Essa e a verdadeira cara da nossa Segurança Publica
Mostrando postagens com marcador Empresário negro preso sem razão revela momentos de terror nas mãos da PM. Mostrar todas as postagens
Mostrando postagens com marcador Empresário negro preso sem razão revela momentos de terror nas mãos da PM. Mostrar todas as postagens

segunda-feira, 8 de outubro de 2018

Empresário negro preso sem razão revela momentos de terror nas mãos da PM

Empresário negro foi imobilizado e algemado após questionar abordagem truculenta de policiais. Luang Senegambia Dacach Gueye passou por momentos de tensão e ameaças na viatura e na delegacia

empresário negro preso terror polícia militar rio de janeiro racismo
(reprodução/facebook)

Por Sheila Fonseca, Cultura Livre – Via Sheila Fonseca

Na última terça-feira (14) o ator e designer Luang Senegambia Dacach Gueye, proprietário da marca de roupas com inspiração na cultura africana Senegâmbia, veio a público utilizando o seu perfil pessoal em rede social para denunciar o episódio de racismo institucional ocorrido no dia 12 de novembro do ano passado, em que foi vítima de detenção arbitrária e abordagem truculenta da PMdurante o evento Mimo Festival, no Rio de Janeiro.
Fui acusado de desobediência”, diz Luang.
No dia 12 de novembro de 2016, às 16 horas fui abordado por dois policiais em frente a Praça Paris [no bairro da Glória, Zona Sul do Rio], onde acontecia um festival de música. Questionei o motivo da abordagem e aleguei que estava apenas de passagem, não vendo motivo para ser revistado. Disseram que eu era suspeito. Perguntei: Suspeito de que?. Aleguei que a única explicação para eles me pararem é porque sou preto e eles racistas. Então fui imobilizado, cercado por uns 6 ou 8 policiais, algemado e levado para delegacia do Catete.” revela.
Segundo o empresário, foram momentos de tensão que incluíram ameaças veladas dos policiais: “Na viatura e na delegacia, diferentes PM´s em diferentes momentos repetiam com naturalidade uma afirmação bizarra: ‘Sorte tua que tu não tá na baixada…’ ”
Luang, que não recebeu cópia do boletim de ocorrência, ainda foi condenado a pagar multa de R$900,00 “Na delegacia não havia tinta de impressora, então não fiquei com nenhuma cópia do registro. Fui no JECRIM e, hoje, descobri que fui condenado a pagar 900,00 reais. ”
Está marcada para o mês de abril uma audiência de conciliação onde o empresário ficará frente-a-frente com os policias e o juiz para apuração dos fatos.

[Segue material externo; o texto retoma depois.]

//! Playback orchestrator
//!
//! Sequences the quiz: background transition, countdown, answer, reveal,
//! next question, and drives the recording across the whole run.
//!
//! The orchestrator is a single task that owns all playback state. Commands
//! from [`PlayerHandle`]s and events from timers, transitions and the capture
//! backend are handled one at a time. Every event carries the session token
//! it was created under and is dropped if that session is gone or has moved
//! on.
//!
//! Capture starts and stops run as a chain of tasks, each waiting for the one
//! before it, so a new session's recording never races the previous
//! session's stop.

use super::countdown::CountdownId;
use super::session::{PlaybackSession, RecordingSlot};
use super::state::{
    OptionView, PlaybackPhase, PlaybackSnapshot, QuestionOutcome, QuestionView, Reveal,
    SessionToken, TimerUrgency, Verdict,
};
use crate::background::{BackgroundRotator, BackgroundSurface};
use crate::capture::{CaptureAdapter, CaptureError, RecordingArtifact, RecordingHandle};
use crate::config::PlaybackConfig;
use crate::quiz::Quiz;
use crate::utils::error::{PlayerError, PlayerResult};
use parking_lot::RwLock;
use std::future::Future;
use std::sync::Arc;
use tokio::sync::{broadcast, mpsc, oneshot};
use tokio::task::JoinHandle;

/// Requests from the UI
enum Command {
    Start(oneshot::Sender<PlayerResult<SessionToken>>),
    Restart {
        keep_recording: bool,
        reply: oneshot::Sender<()>,
    },
    Select {
        option: usize,
        reply: oneshot::Sender<bool>,
    },
    ReplaceQuiz {
        quiz: Quiz,
        reply: oneshot::Sender<PlayerResult<()>>,
    },
    Shutdown(oneshot::Sender<()>),
}

/// Deferred results posted back to the orchestrator
#[derive(Debug)]
enum Event {
    TransitionDone {
        token: SessionToken,
        index: usize,
    },
    TimerTick {
        token: SessionToken,
        countdown: CountdownId,
        remaining: u32,
    },
    TimerTimeout {
        token: SessionToken,
        countdown: CountdownId,
    },
    RevealElapsed {
        token: SessionToken,
        index: usize,
    },
    /// The capture task waits on `keep`; `false` (or no answer) stops the
    /// recording before the next capture operation runs
    CaptureStarted {
        token: SessionToken,
        result: Result<RecordingHandle, CaptureError>,
        keep: oneshot::Sender<bool>,
    },
    CaptureStopped {
        token: SessionToken,
        artifact: Option<RecordingArtifact>,
    },
}

/// The playback state machine
pub struct Orchestrator {
    quiz: Quiz,
    config: PlaybackConfig,
    rotator: BackgroundRotator,
    capture: CaptureAdapter,

    /// `None` while idle
    session: Option<PlaybackSession>,

    /// Last minted session token
    generation: u64,

    /// Session whose recording was kept across a restart
    salvage: Option<SessionToken>,

    /// Artifact kept across a restart, shown while idle
    retained_artifact: Option<RecordingArtifact>,

    /// Last capture operation; the next one waits for it
    capture_tail: Option<JoinHandle<()>>,

    event_tx: mpsc::UnboundedSender<Event>,
    event_rx: Option<mpsc::UnboundedReceiver<Event>>,

    snapshot: Arc<RwLock<PlaybackSnapshot>>,
    update_tx: broadcast::Sender<PlaybackSnapshot>,
}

Na avaliação de Luang, não há dúvidas de que foi um episódio de racismo:
Para aqueles que tem dificuldade de entender o racismo, é isso. Para aqueles que o tema da apropriação cultural é uma abstração, disputa de argumento, e ou motivo de piadas, lhes digo que é apenas mais um das centenas de elos que, assim como a sexualização da mulher preta, a romantização da favela, parecem inofensivos, mas mantem a corrente do racismo apertada fortemente ao redor de milhões de brasileiros e brasileiras, antes, durante e depois do que uma pessoa branca “defender” o direito de usar um turbante.
O racismo torce o braço, algema, taca na viatura e toma a tua grana e todos sabemos, mata.